YOUR INSTRUCTIONS: Copy the data precisely, keeping every character.

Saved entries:
______
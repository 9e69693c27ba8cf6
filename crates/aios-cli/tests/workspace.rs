use std::fs;

mod common;

use common::{path_str, Sandbox};

#[test]
fn empty_workspace_is_healthy() {
    let sandbox = Sandbox::new("aios-ws-empty");
    let (code, payload) = sandbox.json(&["workspace", "validate"]);
    assert_eq!(code, 0);
    assert_eq!(payload["details"]["healthy"], true);
    assert_eq!(payload["message"], "aios workspace validate: all links healthy");
}

#[test]
fn repair_creates_missing_links() {
    let sandbox = Sandbox::new("aios-ws-repair");
    let repo = sandbox.project_dir("repo1");
    sandbox
        .aios()
        .args(["project", "track", path_str(&repo)])
        .assert()
        .success();

    let (code, validated) = sandbox.json(&["workspace", "validate"]);
    assert_eq!(code, 0);
    assert_eq!(validated["details"]["healthy"], false);
    assert_eq!(validated["details"]["counts"]["missing"], 1);
    assert_eq!(validated["details"]["reports"][0]["status"], "missing");

    let (_, plan) = sandbox.json(&["workspace", "plan"]);
    assert_eq!(plan["details"]["actions"][0]["kind"], "create");
    assert_eq!(plan["details"]["actions"][0]["reason"], "link missing");
    assert!(!sandbox.link_for(&repo).exists(), "plan must not write");

    let (code, repaired) = sandbox.json(&["workspace", "repair"]);
    assert_eq!(code, 0, "{repaired}");
    assert_eq!(repaired["details"]["healthy"], true);
    assert_eq!(repaired["details"]["applied"][0]["kind"], "create");

    let link = sandbox.link_for(&repo);
    let meta = fs::symlink_metadata(&link).expect("link exists");
    assert!(meta.file_type().is_symlink());
    assert_eq!(fs::read_link(&link).unwrap(), repo);

    let (_, validated) = sandbox.json(&["workspace", "validate"]);
    assert_eq!(validated["details"]["healthy"], true);
    assert_eq!(validated["details"]["counts"]["ok"], 1);
}

#[cfg(unix)]
#[test]
fn broken_link_is_repointed() {
    let sandbox = Sandbox::new("aios-ws-broken");
    let repo = sandbox.project_dir("repo1");
    sandbox
        .aios()
        .args(["project", "track", path_str(&repo)])
        .assert()
        .success();
    let link = sandbox.link_for(&repo);
    fs::create_dir_all(link.parent().unwrap()).unwrap();
    std::os::unix::fs::symlink(sandbox.temp.path().join("stale"), &link).unwrap();

    let (_, validated) = sandbox.json(&["workspace", "validate"]);
    assert_eq!(validated["details"]["reports"][0]["status"], "broken");

    let (code, repaired) = sandbox.json(&["workspace", "repair"]);
    assert_eq!(code, 0);
    assert_eq!(repaired["details"]["applied"][0]["kind"], "repair");
    assert_eq!(fs::read_link(&link).unwrap(), repo);
}

#[test]
fn conflicting_file_is_left_alone() {
    let sandbox = Sandbox::new("aios-ws-conflict");
    let repo = sandbox.project_dir("repo1");
    sandbox
        .aios()
        .args(["project", "track", path_str(&repo)])
        .assert()
        .success();
    let link = sandbox.link_for(&repo);
    fs::create_dir_all(link.parent().unwrap()).unwrap();
    fs::write(&link, "keep me").unwrap();

    let (_, validated) = sandbox.json(&["workspace", "validate"]);
    assert_eq!(validated["details"]["counts"]["conflict"], 1);

    let (_, plan) = sandbox.json(&["workspace", "plan"]);
    assert_eq!(plan["details"]["actions"][0]["kind"], "skip");
    assert_eq!(
        plan["details"]["actions"][0]["reason"],
        "non-symlink conflict at link path"
    );

    let (code, repaired) = sandbox.json(&["workspace", "repair"]);
    assert_eq!(code, 0);
    assert_eq!(repaired["details"]["healthy"], false);
    assert!(repaired["details"]["applied"].as_array().unwrap().is_empty());
    assert_eq!(fs::read_to_string(&link).unwrap(), "keep me");
}

#[test]
fn quiet_mode_prints_nothing_on_success() {
    let sandbox = Sandbox::new("aios-ws-quiet");
    let assert = sandbox
        .aios()
        .args(["-q", "workspace", "validate"])
        .assert()
        .success();
    assert!(assert.get_output().stdout.is_empty());
}

#[test]
fn nested_projects_link_side_by_side() {
    let sandbox = Sandbox::new("aios-ws-nested");
    let parent = sandbox.project_dir("mono");
    let child = parent.join("pkg");
    for project in [&parent, &child] {
        sandbox
            .aios()
            .args(["project", "track", path_str(project)])
            .assert()
            .success();
    }

    let (code, repaired) = sandbox.json(&["workspace", "repair"]);
    assert_eq!(code, 0, "{repaired}");
    assert_eq!(repaired["details"]["healthy"], true);
    assert_eq!(repaired["details"]["applied"].as_array().unwrap().len(), 2);

    let (_, validated) = sandbox.json(&["workspace", "validate"]);
    assert_eq!(validated["details"]["counts"]["ok"], 2);
    assert_eq!(
        sandbox.link_for(&child).parent(),
        sandbox.link_for(&parent).parent()
    );
    assert!(fs::symlink_metadata(&child).is_err());
}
______
ANSWER TO THIS TASK:
repository 9e69693c27ba8cf6
filename crates/aios-cli/tests/workspace.rs
use std::fs;

mod common;

use common::{path_str, Sandbox};

#[test]
fn empty_workspace_is_healthy() {
    let sandbox = Sandbox::new("aios-ws-empty");
    let (code, payload) = sandbox.json(&["workspace", "validate"]);
    assert_eq!(code, 0);
    assert_eq!(payload["details"]["healthy"], true);
    assert_eq!(payload["message"], "aios workspace validate: all links healthy");
}

#[test]
fn repair_creates_missing_links() {
    let sandbox = Sandbox::new("aios-ws-repair");
    let repo = sandbox.project_dir("repo1");
    sandbox
        .aios()
        .args(["project", "track", path_str(&repo)])
        .assert()
        .success();

    let (code, validated) = sandbox.json(&["workspace", "validate"]);
    assert_eq!(code, 0);
    assert_eq!(validated["details"]["healthy"], false);
    assert_eq!(validated["details"]["counts"]["missing"], 1);
    assert_eq!(validated["details"]["reports"][0]["status"], "missing");

    let (_, plan) = sandbox.json(&["workspace", "plan"]);
    assert_eq!(plan["details"]["actions"][0]["kind"], "create");
    assert_eq!(plan["details"]["actions"][0]["reason"], "link missing");
    assert!(!sandbox.link_for(&repo).exists(), "plan must not write");

    let (code, repaired) = sandbox.json(&["workspace", "repair"]);
    assert_eq!(code, 0, "{repaired}");
    assert_eq!(repaired["details"]["healthy"], true);
    assert_eq!(repaired["details"]["applied"][0]["kind"], "create");

    let link = sandbox.link_for(&repo);
    let meta = fs::symlink_metadata(&link).expect("link exists");
    assert!(meta.file_type().is_symlink());
    assert_eq!(fs::read_link(&link).unwrap(), repo);

    let (_, validated) = sandbox.json(&["workspace", "validate"]);
    assert_eq!(validated["details"]["healthy"], true);
    assert_eq!(validated["details"]["counts"]["ok"], 1);
}

#[cfg(unix)]
#[test]
fn broken_link_is_repointed() {
    let sandbox = Sandbox::new("aios-ws-broken");
    let repo = sandbox.project_dir("repo1");
    sandbox
        .aios()
        .args(["project", "track", path_str(&repo)])
        .assert()
        .success();
    let link = sandbox.link_for(&repo);
    fs::create_dir_all(link.parent().unwrap()).unwrap();
    std::os::unix::fs::symlink(sandbox.temp.path().join("stale"), &link).unwrap();

    let (_, validated) = sandbox.json(&["workspace", "validate"]);
    assert_eq!(validated["details"]["reports"][0]["status"], "broken");

    let (code, repaired) = sandbox.json(&["workspace", "repair"]);
    assert_eq!(code, 0);
    assert_eq!(repaired["details"]["applied"][0]["kind"], "repair");
    assert_eq!(fs::read_link(&link).unwrap(), repo);
}

#[test]
fn conflicting_file_is_left_alone() {
    let sandbox = Sandbox::new("aios-ws-conflict");
    let repo = sandbox.project_dir("repo1");
    sandbox
        .aios()
        .args(["project", "track", path_str(&repo)])
        .assert()
        .success();
    let link = sandbox.link_for(&repo);
    fs::create_dir_all(link.parent().unwrap()).unwrap();
    fs::write(&link, "keep me").unwrap();

    let (_, validated) = sandbox.json(&["workspace", "validate"]);
    assert_eq!(validated["details"]["counts"]["conflict"], 1);

    let (_, plan) = sandbox.json(&["workspace", "plan"]);
    assert_eq!(plan["details"]["actions"][0]["kind"], "skip");
    assert_eq!(
        plan["details"]["actions"][0]["reason"],
        "non-symlink conflict at link path"
    );

    let (code, repaired) = sandbox.json(&["workspace", "repair"]);
    assert_eq!(code, 0);
    assert_eq!(repaired["details"]["healthy"], false);
    assert!(repaired["details"]["applied"].as_array().unwrap().is_empty());
    assert_eq!(fs::read_to_string(&link).unwrap(), "keep me");
}

#[test]
fn quiet_mode_prints_nothing_on_success() {
    let sandbox = Sandbox::new("aios-ws-quiet");
    let assert = sandbox
        .aios()
        .args(["-q", "workspace", "validate"])
        .assert()
        .success();
    assert!(assert.get_output().stdout.is_empty());
}

#[test]
fn nested_projects_link_side_by_side() {
    let sandbox = Sandbox::new("aios-ws-nested");
    let parent = sandbox.project_dir("mono");
    let child = parent.join("pkg");
    for project in [&parent, &child] {
        sandbox
            .aios()
            .args(["project", "track", path_str(project)])
            .assert()
            .success();
    }

    let (code, repaired) = sandbox.json(&["workspace", "repair"]);
    assert_eq!(code, 0, "{repaired}");
    assert_eq!(repaired["details"]["healthy"], true);
    assert_eq!(repaired["details"]["applied"].as_array().unwrap().len(), 2);

    let (_, validated) = sandbox.json(&["workspace", "validate"]);
    assert_eq!(validated["details"]["counts"]["ok"], 2);
    assert_eq!(
        sandbox.link_for(&child).parent(),
        sandbox.link_for(&parent).parent()
    );
    assert!(fs::symlink_metadata(&child).is_err());
}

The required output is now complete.